The Food and Drug Administration (FDA) has accepted an investigator sponsored Investigational New Drug (IND) application (166532) for the use of ENT-01 (squalamine phosphate, Enterin Inc, Philadelphia, PA) to treat a patient with prodromal multisystem atrophy (MSA). Previous phase 2a and 2b studies demonstrated that ENT-01 was effective in treating constipation associated with Parkinson disease (PD) in approximately 200 participants. Prodromal MSA and PD are both alpha-synucleinopathies.

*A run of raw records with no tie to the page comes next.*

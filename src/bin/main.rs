use clap::{Parser, Subcommand};
use std::path::PathBuf;
use std::time::Duration;
use tdbridge::config::{self, BridgeSettings};
use tdbridge::engine::{Engine, Loopback, TdJson};
use tdbridge::{BridgeResult, TdBridge};
use tokio::io::{AsyncBufReadExt, BufReader};

/// Drive TDLib JSON clients from the command line
#[derive(Parser)]
#[command(name = "tdbridge")]
#[command(version)]
#[command(about = "Drive TDLib JSON clients from the command line")]
struct Cli {
    /// Config file layered on top of the user config
    #[arg(long, global = true)]
    config: Option<PathBuf>,

    /// Path to libtdjson (overrides library_path from config)
    #[arg(long, global = true)]
    library: Option<PathBuf>,

    /// Use the in-process loopback engine instead of libtdjson
    #[arg(long, global = true)]
    loopback: bool,

    #[command(subcommand)]
    command: Commands,
}

#[derive(Subcommand)]
enum Commands {
    /// Synchronously execute a request that needs no client and print the response
    Execute {
        /// JSON request, e.g. {"@type":"getOption","name":"version"}
        request: String,
    },
    /// Create a client, stream its messages to stdout and send stdin lines as requests
    Listen {
        /// Request to send before reading stdin (repeatable)
        #[arg(long = "request")]
        requests: Vec<String>,

        /// How long to keep streaming after stdin is closed
        #[arg(long, default_value_t = 1000)]
        linger_ms: u64,
    },
    /// Print the user config file location
    ConfigPath,
}

#[tokio::main]
async fn main() {
    env_logger::init();
    let cli = Cli::parse();

    if let Err(e) = run(cli).await {
        eprintln!("Error: {}", e);
        std::process::exit(1);
    }
}

async fn run(cli: Cli) -> BridgeResult<()> {
    if let Commands::ConfigPath = cli.command {
        match config::user_config_path() {
            Some(path) => println!("{}", path.display()),
            None => eprintln!("Could not determine the user config directory"),
        }
        return Ok(());
    }

    let outcome = config::load_settings(cli.config.as_deref())?;
    for event in &outcome.events {
        event.log();
    }
    let mut settings = outcome.settings;
    if cli.library.is_some() {
        settings.library_path = cli.library;
    }

    if cli.loopback {
        execute_command(Loopback::new(), &settings, cli.command).await
    } else {
        let engine = match &settings.library_path {
            Some(path) => TdJson::load(path)?,
            None => TdJson::load_default()?,
        };
        execute_command(engine, &settings, cli.command).await
    }
}

async fn execute_command<E: Engine>(
    engine: E,
    settings: &BridgeSettings,
    command: Commands,
) -> BridgeResult<()> {
    let bridge = TdBridge::from_settings(engine, settings)?;

    match command {
        Commands::Execute { request } => {
            println!("{}", bridge.execute_static(&request));
            Ok(())
        }
        Commands::Listen {
            requests,
            linger_ms,
        } => listen(&bridge, requests, Duration::from_millis(linger_ms)).await,
        Commands::ConfigPath => Ok(()),
    }
}

async fn listen<E: Engine>(
    bridge: &TdBridge<E>,
    requests: Vec<String>,
    linger: Duration,
) -> BridgeResult<()> {
    let id = bridge.create()?;
    log::info!(target: "tdbridge::cli", "Created client {}", id);
    bridge.register_sink(id, Box::new(std::io::stdout()))?;

    for request in &requests {
        bridge.send(id, request)?;
    }

    let mut lines = BufReader::new(tokio::io::stdin()).lines();
    loop {
        tokio::select! {
            _ = tokio::signal::ctrl_c() => {
                log::info!(target: "tdbridge::cli", "Interrupted");
                break;
            }
            line = lines.next_line() => match line? {
                Some(line) if line.trim().is_empty() => {}
                Some(line) => bridge.send(id, line.trim())?,
                None => {
                    tokio::time::sleep(linger).await;
                    break;
                }
            }
        }
    }

    bridge.destroy(id)
}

The application’s acceptance permits the use of ENT-01 to treat a 42-year-old male patient who was diagnosed with prodromal MSA due to his 2-year history of disease-related symptoms including genitourinary dysfunction, constipation, dysfunctional circadian rhythm, and sleep disturbances indicative of a rapid eye movement (REM)-behavior disorder. The diagnosis also was based on positive alpha-synuclein staining in duodenal enteric neurons and the patient’s predisposition to PD and prodromal MSA caused by a mutation of the ATP13A2 gene. ENT-01 prevents alpha-synuclein aggregates from forming and depositing on the enteric neurons, and it also electrostatically displaces misfolded, positively charged proteins. Preliminary experiments have examined the effect of ENT-01 on the patient’s cells, and the results suggest that the drug is effective in preventing the oxidative stress response caused by rotenone. Exposure to rotenone, which is a common component in pesticides and insecticides, causes parkinsonian symptoms in rats, and it is used in animal models of PD.

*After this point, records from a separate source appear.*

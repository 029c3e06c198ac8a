//! Non-blocking access to blocking TDLib JSON clients.
//!
//! Messages are either pulled (`receive_all`, `receive_async`,
//! `receive_future`) or pushed by a background poller into registered sinks.

pub mod bridge;
pub mod client;
pub mod config;
pub mod engine;
pub mod error;
pub mod receive;
pub mod session;
pub mod sink;

pub use bridge::TdBridge;
pub use client::{ClientId, ClientRegistry};
pub use config::{BridgeSettings, load_settings};
pub use engine::{Engine, Loopback, TdJson};
pub use error::{BridgeError, BridgeResult};
pub use receive::{Completion, ReceiveFuture};
pub use session::Session;
pub use sink::{PollerConfig, SinkWriter, create_pipe};
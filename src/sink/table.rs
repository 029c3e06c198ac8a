//! Concurrently mutable `ClientId -> writer` table.
//!
//! Readers (the poller) take lock-free snapshots through `ArcSwap`; writers
//! copy the map, modify the copy and swap it in under `write_lock`. Each
//! entry guards its writer with its own mutex, and removal closes the writer
//! under that mutex. Once a removal returns, no pass can write to the removed
//! writer even if it still holds an old snapshot.

use std::collections::HashMap;
use std::io::{self, Write};
use std::sync::{Arc, Mutex};

use arc_swap::ArcSwap;

use crate::client::ClientId;
use crate::error::LockResultExt;

/// A byte-stream destination for pushed messages.
pub type SinkWriter = Box<dyn Write + Send + 'static>;

type Entries = HashMap<ClientId, Arc<SinkEntry>>;

/// One registered sink.
pub(crate) struct SinkEntry {
    id: ClientId,
    writer: Mutex<Option<SinkWriter>>,
}

impl SinkEntry {
    fn new(id: ClientId, writer: SinkWriter) -> Self {
        Self {
            id,
            writer: Mutex::new(Some(writer)),
        }
    }

    pub(crate) fn id(&self) -> ClientId {
        self.id
    }

    /// Run `f` with the writer, if the entry has not been closed.
    pub(crate) fn with_writer<T>(&self, f: impl FnOnce(&mut SinkWriter) -> T) -> Option<T> {
        let mut writer = self.writer.lock().recover_poison("SinkEntry::with_writer");
        writer.as_mut().map(f)
    }

    /// Drop the writer. Waits for a write in progress.
    fn close(&self) {
        let writer = self.writer.lock().recover_poison("SinkEntry::close").take();
        if let Some(mut writer) = writer {
            // Best effort; the writer is closed on drop either way
            let _ = writer.flush();
        }
    }

    #[cfg(test)]
    pub(crate) fn is_closed(&self) -> bool {
        self.writer
            .lock()
            .recover_poison("SinkEntry::is_closed")
            .is_none()
    }
}

/// Write one message followed by a newline and flush.
pub(crate) fn write_message(writer: &mut SinkWriter, message: &str) -> io::Result<()> {
    writer.write_all(message.as_bytes())?;
    writer.write_all(b"\n")?;
    writer.flush()
}

/// Table of registered sinks.
pub struct SinkTable {
    entries: ArcSwap<Entries>,
    write_lock: Mutex<()>,
}

impl Default for SinkTable {
    fn default() -> Self {
        Self::new()
    }
}

impl SinkTable {
    /// Create an empty table.
    pub fn new() -> Self {
        Self {
            entries: ArcSwap::from_pointee(HashMap::new()),
            write_lock: Mutex::new(()),
        }
    }

    /// Copy-modify-swap under the writer lock. Returns whatever `f` removed.
    fn update<T>(&self, f: impl FnOnce(&mut Entries) -> T) -> T {
        let _guard = self.write_lock.lock().recover_poison("SinkTable::update");
        let mut next = Entries::clone(&self.entries.load());
        let out = f(&mut next);
        self.entries.store(Arc::new(next));
        out
    }

    /// Insert or replace the sink of `id`. A replaced writer is closed.
    pub fn insert(&self, id: ClientId, writer: SinkWriter) {
        let entry = Arc::new(SinkEntry::new(id, writer));
        if let Some(old) = self.update(|entries| entries.insert(id, entry)) {
            old.close();
        }
    }

    /// Remove and close the sink of `id`. Returns whether one was registered.
    pub fn remove(&self, id: ClientId) -> bool {
        match self.update(|entries| entries.remove(&id)) {
            Some(old) => {
                old.close();
                true
            }
            None => false,
        }
    }

    /// Remove `entry` only if it is still the registered sink of its client,
    /// so a failure on an old writer never unregisters its replacement.
    pub(crate) fn remove_entry(&self, entry: &Arc<SinkEntry>) -> bool {
        let removed = self.update(|entries| match entries.get(&entry.id()) {
            Some(current) if Arc::ptr_eq(current, entry) => entries.remove(&entry.id()),
            _ => None,
        });
        entry.close();
        removed.is_some()
    }

    /// Remove and close every sink. Returns how many were removed.
    pub fn clear(&self) -> usize {
        let removed = {
            let _guard = self.write_lock.lock().recover_poison("SinkTable::clear");
            self.entries.swap(Arc::new(HashMap::new()))
        };
        for entry in removed.values() {
            entry.close();
        }
        removed.len()
    }

    /// Current entries. The snapshot never changes; entries removed after it
    /// was taken are closed and skipped by [`SinkEntry::with_writer`].
    pub(crate) fn snapshot(&self) -> Arc<Entries> {
        self.entries.load_full()
    }

    /// Whether `id` has a registered sink.
    pub fn contains(&self, id: ClientId) -> bool {
        self.entries.load().contains_key(&id)
    }

    /// Number of registered sinks.
    pub fn len(&self) -> usize {
        self.entries.load().len()
    }

    /// Whether no sink is registered.
    pub fn is_empty(&self) -> bool {
        self.entries.load().is_empty()
    }
}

“This is the first time that any compound is being used to prevent the progression of MSA,” said Dr. Denise Barbut, Co-Founder, President, and CMO of Enterin Inc. “A milestone in the development of ENT-01 for both treatment and prevention of other neurodegenerative disorders.”

Prodromal MSA causes progressive autonomic failure, and individuals diagnosed with this condition have an average life expectancy of 6-8 years. There is currently no existing treatment to prevent MSA disease progression.